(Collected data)
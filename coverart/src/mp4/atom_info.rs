use crate::config::ParsingMode;
use crate::error::Result;
use crate::macros::err;

use std::io::{Read, Seek, SeekFrom};

use byteorder::{BigEndian, ReadBytesExt};

/// Size (4) + identifier (4)
pub(super) const ATOM_HEADER_LEN: u64 = 8;
/// An atom header, followed by a version (1) and flags (3)
pub(super) const FULL_ATOM_SIZE: u64 = ATOM_HEADER_LEN + 4;

const EXTENDED_ATOM_HEADER_LEN: u64 = ATOM_HEADER_LEN + 8;

/// The position and size of an atom
#[derive(Debug, Copy, Clone)]
pub(crate) struct AtomInfo {
	pub(crate) start: u64,
	/// Includes the header
	pub(crate) len: u64,
	pub(crate) ident: [u8; 4],
	header_len: u64,
}

impl AtomInfo {
	/// Read an atom header
	///
	/// `parent_remaining` is the number of bytes left in the parent, counted from the start of
	/// this atom. `Ok(None)` means the rest of the parent can't be trusted and should be ignored,
	/// the reader is at the end of the stream in that case.
	pub(crate) fn read<R>(
		data: &mut R,
		parent_remaining: u64,
		parse_mode: ParsingMode,
	) -> Result<Option<Self>>
	where
		R: Read + Seek,
	{
		let start = data.stream_position()?;

		let size = data.read_u32::<BigEndian>()?;

		let mut ident = [0; 4];
		data.read_exact(&mut ident)?;

		// Any identifier is technically allowed, but then garbage would be indistinguishable from
		// an atom. Like TagLib, only printable ASCII and '©' are accepted.
		if !ident.iter().all(|b| (b' '..=b'~').contains(b) || *b == 0xA9) {
			data.seek(SeekFrom::End(0))?;

			if parse_mode == ParsingMode::Strict {
				err!(BadAtom("Encountered an atom with invalid characters"));
			}

			log::warn!("MP4: Encountered an atom with invalid characters, stopping");
			return Ok(None);
		}

		let (len, header_len) = match size {
			// Runs to the end of the parent
			0 => (parent_remaining, ATOM_HEADER_LEN),
			1 => (data.read_u64::<BigEndian>()?, EXTENDED_ATOM_HEADER_LEN),
			_ => (u64::from(size), ATOM_HEADER_LEN),
		};

		if len < header_len {
			data.seek(SeekFrom::End(0))?;
			err!(BadAtom("Found an atom smaller than its header"));
		}

		if len > parent_remaining {
			// Padding atoms are often sized carelessly, one running past the end is harmless
			let ignorable = match parse_mode {
				ParsingMode::Strict => false,
				ParsingMode::BestAttempt => ident == *b"free",
				ParsingMode::Relaxed => true,
			};

			if !ignorable {
				err!(SizeMismatch);
			}

			log::warn!(
				"MP4: `{}` atom runs past its parent, ignoring the rest",
				String::from_utf8_lossy(&ident)
			);
			data.seek(SeekFrom::End(0))?;
			return Ok(None);
		}

		Ok(Some(Self {
			start,
			len,
			ident,
			header_len,
		}))
	}

	pub(crate) fn header_size(&self) -> u64 {
		self.header_len
	}

	/// Whether the size is stored in the 64-bit field
	pub(crate) fn is_extended(&self) -> bool {
		self.header_len == EXTENDED_ATOM_HEADER_LEN
	}

	pub(crate) fn content_len(&self) -> u64 {
		self.len - self.header_len
	}

	pub(crate) fn end(&self) -> u64 {
		self.start + self.len
	}
}

/// Move the reader past an atom whose header was just read
pub(super) fn skip_atom<R>(reader: &mut R, atom: &AtomInfo) -> Result<()>
where
	R: Read + Seek,
{
	log::trace!(
		"MP4: Skipping `{}` ({} bytes)",
		String::from_utf8_lossy(&atom.ident),
		atom.content_len()
	);

	reader.seek(SeekFrom::Start(atom.end()))?;
	Ok(())
}

/// Search the next `len` bytes of the reader for an atom named `expected`
///
/// Only siblings are checked, not their children. When found, the reader is left just past the
/// child's header.
pub(super) fn find_child_atom<R>(
	reader: &mut R,
	len: u64,
	expected: [u8; 4],
	parse_mode: ParsingMode,
) -> Result<Option<AtomInfo>>
where
	R: Read + Seek,
{
	let mut remaining = len;
	while remaining >= ATOM_HEADER_LEN {
		let Some(atom) = AtomInfo::read(reader, remaining, parse_mode)? else {
			break;
		};

		if atom.ident == expected {
			return Ok(Some(atom));
		}

		remaining -= atom.len;
		skip_atom(reader, &atom)?;
	}

	Ok(None)
}

/// Whether an identifier is one that lives directly inside `meta`
///
/// `meta` is supposed to be a full atom, but some writers leave out the version and flags. If
/// a child identifier sits where the flags should end, there are none.
pub(super) fn is_meta_child(ident: &[u8]) -> bool {
	matches!(ident, b"hdlr" | b"ilst" | b"mhdr" | b"ctry" | b"lang")
}

/// Checks whether a `meta` atom has a version and flags
///
/// The reader is expected to be just past the `meta` header, and is left there.
pub(super) fn meta_is_full<R>(reader: &mut R) -> Result<bool>
where
	R: Read + Seek,
{
	let mut next = [0; 8];
	reader.read_exact(&mut next)?;
	reader.seek(SeekFrom::Current(-8))?;

	if is_meta_child(&next[4..]) {
		log::warn!("MP4: File contains a `meta` atom without a version and flags");
		return Ok(false);
	}

	Ok(true)
}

EXERCISE DESCRIPTION:
All lines with the word "return" need to be copied from the data above.

THE COMPLETED TASK:
			return Ok(None);
			return Ok(None);
			return Ok(Some(atom));
		return Ok(false);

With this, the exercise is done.